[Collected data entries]
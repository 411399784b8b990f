//! Tick pacing
//!
//! The host loop polls [`FramePacer`] with a monotonic timestamp and runs one
//! simulation tick whenever it says so. The pacer never sleeps.

use std::time::Duration;

/// Decides when the next fixed-rate tick is due
#[derive(Debug, Clone)]
pub struct FramePacer {
    /// Seconds between ticks
    interval: f64,
    /// Timestamp of the last tick
    last_tick: f64,
    ticks: u64,
    /// Polls that did not produce a tick since the last one
    idle_polls: u64,
    /// Idle polls counted before the most recent tick
    last_idle_polls: u64,
}

impl FramePacer {
    /// Pacer for ticks spaced `interval` apart, usually
    /// [`GameConfig::tick_interval`](crate::GameConfig::tick_interval)
    pub fn new(interval: Duration) -> Self {
        Self {
            interval: interval.as_secs_f64(),
            last_tick: 0.0,
            ticks: 0,
            idle_polls: 0,
            last_idle_polls: 0,
        }
    }

    /// Returns true when a tick is due at `now` (seconds) and records it.
    ///
    /// The next tick is scheduled relative to `now`, not to the ideal
    /// timestamp, so a late poll delays every following tick.
    pub fn poll(&mut self, now: f64) -> bool {
        if self.last_tick + self.interval <= now {
            self.last_tick = now;
            self.ticks += 1;
            self.last_idle_polls = self.idle_polls;
            self.idle_polls = 0;
            true
        } else {
            self.idle_polls += 1;
            false
        }
    }

    /// Seconds left until the next tick is due (zero if overdue)
    pub fn time_until_next(&self, now: f64) -> f64 {
        (self.last_tick + self.interval - now).max(0.0)
    }

    pub fn interval(&self) -> f64 {
        self.interval
    }

    pub fn ticks(&self) -> u64 {
        self.ticks
    }

    /// Idle polls between the two most recent ticks
    pub fn loops_between_ticks(&self) -> u64 {
        self.last_idle_polls
    }
}

#[cfg(test)]
mod tests {
    use super::*;

    const QUARTER_SECOND: Duration = Duration::from_millis(250);

    #[test]
    fn test_first_tick_after_one_interval() {
        let mut pacer = FramePacer::new(QUARTER_SECOND);
        assert!(!pacer.poll(0.125));
        assert!(pacer.poll(0.25));
        assert_eq!(pacer.ticks(), 1);
    }

    #[test]
    fn test_counts_idle_polls() {
        let mut pacer = FramePacer::new(QUARTER_SECOND);
        assert!(pacer.poll(0.5));
        assert!(!pacer.poll(0.5625));
        assert!(!pacer.poll(0.625));
        assert!(!pacer.poll(0.6875));
        assert!(pacer.poll(0.75));
        assert_eq!(pacer.loops_between_ticks(), 3);
        assert_eq!(pacer.ticks(), 2);
    }

    #[test]
    fn test_late_poll_shifts_schedule() {
        let mut pacer = FramePacer::new(QUARTER_SECOND);
        assert!(pacer.poll(0.625));
        // Next tick is due at 0.875, not 0.75
        assert!(!pacer.poll(0.75));
        assert!(pacer.poll(0.875));
    }

    #[test]
    fn test_time_until_next() {
        let mut pacer = FramePacer::new(QUARTER_SECOND);
        assert!(pacer.poll(1.0));
        assert_eq!(pacer.time_until_next(1.125), 0.125);
        assert_eq!(pacer.time_until_next(2.0), 0.0);
        assert_eq!(pacer.interval(), 0.25);
    }

    #[test]
    fn test_follows_config_tick_rate() {
        let mut config = crate::GameConfig::default();
        config.tick_rate = 8;
        let mut pacer = FramePacer::new(config.tick_interval());
        assert_eq!(pacer.interval(), 0.125);
        assert!(!pacer.poll(0.0625));
        assert!(pacer.poll(0.125));
        assert!(pacer.poll(0.25));
    }
}
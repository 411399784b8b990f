//! Configuration errors
//!
//! The simulation itself never fails once built; everything that can go wrong
//! is caught when a [`GameConfig`](crate::GameConfig) is turned into a
//! [`GameState`](crate::sim::GameState), or when a saved state is restored.

use crate::sim::Side;

#[derive(thiserror::Error, Debug)]
pub enum ConfigError {
    #[error("screen must be at least 1x1, got {width}x{height}")]
    EmptyScreen { width: i32, height: i32 },

    #[error("tick rate must be positive")]
    ZeroTickRate,

    #[error("{side} paddle must have a positive size, got {width}x{height}")]
    EmptyPaddle { side: Side, width: i32, height: i32 },

    #[error("{side} paddle is {height} tall but the screen is only {screen_height}")]
    PaddleTooTall {
        side: Side,
        height: i32,
        screen_height: i32,
    },

    #[error("{side} paddle start ({x}, {y}) is outside the screen")]
    PaddleOutOfBounds { side: Side, x: i32, y: i32 },

    #[error("ball diameter must be positive, got {0}")]
    EmptyBall(i32),

    #[error("ball diameter {diameter} leaves no vertical room on a {screen_height} tall screen")]
    BallTooLarge { diameter: i32, screen_height: i32 },

    #[error("ball start ({x}, {y}) is outside the playfield")]
    BallOutOfBounds { x: i32, y: i32 },

    #[error("paddles overlap: left contact column {left} is not left of right contact column {right}")]
    PaddlesOverlap { left: i32, right: i32 },

    #[error("invalid snapshot: {0}")]
    InvalidSnapshot(&'static str),

    #[error("failed to read config file: {0}")]
    Io(#[from] std::io::Error),

    #[error("failed to parse config: {0}")]
    Parse(#[from] serde_json::Error),
}
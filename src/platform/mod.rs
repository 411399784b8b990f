//! Platform helpers for the host loop
//!
//! Handles timing concerns that stay outside the simulation:
//! - Deciding when the next tick is due

pub mod time;

pub use time::FramePacer;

#### [What needs to be done]
All lines of the records above with the word "width" in them are to be copied.

#### [Answer to the problem]
    #[error("screen must be at least 1x1, got {width}x{height}")]
    EmptyScreen { width: i32, height: i32 },
    #[error("{side} paddle must have a positive size, got {width}x{height}")]
    EmptyPaddle { side: Side, width: i32, height: i32 },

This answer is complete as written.